Foi a primeira vez que me dei conta que a minha boca poderia ser
algo tão asqueroso e nojento, não tinha noção que uma boca poderia causar em
alguém um repudio tão grande. E depois desse episódio percebi que realmente
minha boca era grande demais, era feia, estranha, me sentia um monstro perante
todos. Muitas vezes tentava “afiná-la” fazendo meio que um truque com a minha
boca, lembro-me que pedia aos céus para que eu tivesse alguma doença muito
grave na boca e que eu tivesse que reduzi-la, deixando a normal e bonita
(graças aos deuses isto não foi atendido). Logo depois, não sei se já reparavam
antes, mas eu não dava muitos créditos por não me atingir tanto, todos
começaram a notar o tamanho da minha boca. Vieram as piadinhas, as
músicas, as gracinhas das meninas, a zoação dos meninos, daquele gatinho que eu
gostava muito. E o meu desejo só ia aumentando, não me sentia bonita, chorava
muitas vezes em frente ao espelho, quando chegava ao lugar colocava minhas mãos
na frente deste monstro para que ninguém notasse, mas não adiantava, sempre era
notado, sempre viam, reparavam, riam. Reconhecia-me e não me amava, sabia
que era negra e também já sabia o peso em ser negra numa sociedade
extremamente racista onde tudo que o negro fez, construiu, tudo que ele é, não
tem nenhuma beleza, importância. Mas fui crescendo, tomando consciência do meu
valor, do meu papel, e a reconstrução desta minha história foi muito
interessante e surpreendente.
Até o ensino médio minha boca era vista como alguma
coisa ruim, feia, engraçada. Tinha música, piadas. Eu nunca conseguia
o olhar dos meninos, quando recebia era sempre o susto, a zombação. Além
disso, sempre gostei de tranças, de penteados “afros”, que são também uma
marca da minha negritude e não queria passar pelo processo de embranquecimento,
mesmo sem conhecer esta palavra tão a fundo. Contudo, quando entrei na
faculdade, minha cabeça deu um nó: ao invés de gracinhas maldosas eu
recebia elogios pela minha boca, minhas tranças e tudo que era meu. Eu consegui
ser notada, chamada de bonita, linda, estilosa. Beição passou a ser chamada de
lábios carnudos, a ser uma mulher inteligente, charmosa, bela.
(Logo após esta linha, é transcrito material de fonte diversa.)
//! Flush lifecycle: drain the buffer, encode the batch, and hand it to the active sink with
//! bounded retries.
use std::sync::Arc;
use std::time::Duration;

use rand::{thread_rng, Rng};
use tokio::sync::watch;

use crate::config::PipelineConfig;
use crate::encoder::encode_batch;
use crate::error::DeliveryError;
use crate::event_buffer::EventBuffer;
use crate::metrics::PipelineMetrics;
use crate::observer::DropObserver;
use crate::sink_registry::SinkRegistry;

/// What caused a flush.
#[derive(Debug, Clone, Copy, PartialEq, Eq)]
pub enum FlushTrigger {
    /// Periodic flush interval elapsed.
    Timer,
    /// The buffer reached capacity.
    CapacityExceeded,
    /// Requested through [`EventPipeline::flush`](crate::EventPipeline::flush).
    Manual,
    /// Final drain. Only a single delivery attempt is made.
    Shutdown,
}

/// Terminal result of [`Dispatcher::flush`].
#[derive(Debug, Clone, PartialEq)]
pub enum FlushOutcome {
    /// Nothing was buffered. The encoder and the sink were not called.
    Empty,
    /// Another flush was already running; this one did nothing.
    Coalesced,
    Delivered { events: usize, attempts: u32 },
    Dropped { events: usize, reason: DeliveryError },
}

/// Drives delivery of buffered events to the sink registered in [`SinkRegistry`].
///
/// Only one flush runs at a time; concurrent triggers coalesce.
pub struct Dispatcher {
    config: PipelineConfig,
    buffer: Arc<EventBuffer>,
    registry: Arc<SinkRegistry>,
    metrics: Arc<PipelineMetrics>,
    flush_lock: tokio::sync::Mutex<()>,
    /// Flips to `true` once the pipeline starts shutting down. Wakes flushes sleeping between
    /// retries.
    closing: watch::Sender<bool>,
}

impl Dispatcher {
    pub fn new(
        config: PipelineConfig,
        buffer: Arc<EventBuffer>,
        registry: Arc<SinkRegistry>,
        metrics: Arc<PipelineMetrics>,
    ) -> Dispatcher {
        Dispatcher {
            config,
            buffer,
            registry,
            metrics,
            flush_lock: tokio::sync::Mutex::new(()),
            closing: watch::channel(false).0,
        }
    }

    pub fn buffer(&self) -> &Arc<EventBuffer> {
        &self.buffer
    }

    /// Stop retrying rejected batches. A flush in progress finishes its current attempt and
    /// drops the batch if the sink rejects it.
    pub fn begin_shutdown(&self) {
        self.closing.send_replace(true);
    }

    fn is_closing(&self) -> bool {
        *self.closing.borrow()
    }

    /// Drain the buffer and deliver its contents.
    ///
    /// The flush goes through `Draining -> Encoding -> Sending -> {Delivered | Dropped}`. Dropped
    /// batches are logged, counted, and reported to the [`DropObserver`].
    pub async fn flush(&self, trigger: FlushTrigger) -> FlushOutcome {
        let Ok(_guard) = self.flush_lock.try_lock() else {
            log::debug!(target: "eventlog", "flush already in flight, coalescing {trigger:?} trigger");
            return FlushOutcome::Coalesced;
        };

        self.buffer.begin_flush();
        let outcome = self.flush_locked(trigger).await;
        self.buffer.end_flush();
        outcome
    }

    async fn flush_locked(&self, trigger: FlushTrigger) -> FlushOutcome {
        let batch = self.buffer.drain_for_flush();
        if batch.is_empty() {
            return FlushOutcome::Empty;
        }

        let events = batch.len();
        self.metrics.record_flush();
        log::debug!(target: "eventlog", "flushing {events} event(s), trigger: {trigger:?}");

        let payload = match encode_batch(&batch, &self.config.sdk_metadata) {
            Ok(payload) => payload,
            Err(err) => return self.finish_dropped(events, err.into()),
        };
        drop(batch);

        // Captured once: retries go to the same sink even if it's replaced meanwhile.
        let Some(sink) = self.registry.current() else {
            return self.finish_dropped(events, DeliveryError::SinkUnavailable);
        };
        sink.ensure_started();

        let max_attempts = match trigger {
            FlushTrigger::Shutdown => 1,
            _ => self.config.max_delivery_attempts.max(1),
        };

        let mut attempts = 0;
        loop {
            if !self.buffer.has_in_flight() {
                // Discarded by a timed-out shutdown, which already reported it.
                return FlushOutcome::Dropped {
                    events,
                    reason: DeliveryError::ShutdownTimeout { pending: events },
                };
            }

            attempts += 1;
            let accepted = sink.log_events(&payload);
            self.metrics.record_attempt(accepted);

            if accepted {
                if self.buffer.complete_in_flight() {
                    self.metrics.record_delivered(events);
                    log::debug!(target: "eventlog", "delivered {events} event(s) after {attempts} attempt(s)");
                }
                return FlushOutcome::Delivered { events, attempts };
            }

            if attempts >= max_attempts || self.is_closing() {
                return self.finish_dropped(events, DeliveryError::SinkRejected { attempts });
            }

            let delay = self.config.retry_delay(attempts);
            log::debug!(target: "eventlog", "sink rejected batch (attempt {attempts}/{max_attempts}), retrying in {delay:?}");
            let mut closing = self.closing.subscribe();
            tokio::select! {
                _ = tokio::time::sleep(delay) => {}
                _ = closing.wait_for(|closing| *closing) => {}
            }

            if self.is_closing() {
                log::debug!(target: "eventlog", "shutting down, not retrying rejected batch");
                return self.finish_dropped(events, DeliveryError::SinkRejected { attempts });
            }
        }
    }

    fn finish_dropped(&self, events: usize, reason: DeliveryError) -> FlushOutcome {
        if self.buffer.complete_in_flight() {
            self.report_drop(&reason, events);
        }
        FlushOutcome::Dropped { events, reason }
    }

    pub(crate) fn report_drop(&self, reason: &DeliveryError, events: usize) {
        log::warn!(target: "eventlog", "dropping {events} event(s): {reason}");
        self.metrics.record_dropped(reason, events);
        self.config.drop_observer.on_drop(reason, events);
    }
}

/// Apply randomized `jitter` to `interval`.
pub(crate) fn jitter(interval: Duration, jitter: Duration) -> Duration {
    Duration::saturating_sub(interval, thread_rng().gen_range(Duration::ZERO..=jitter))
}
O engraçado é que mesmo diante dessas mudanças, continuei a não mandar
beijos, na verdade não tinha notado que não fazia isso, só recentemente que
reparei. A partir deste momento, este exercício tem sido constante. Espero um
dia, já que agora sei o que me prende, poder mandar beijos livremente,
mandar beijos pelo ar, livre, leve e solta.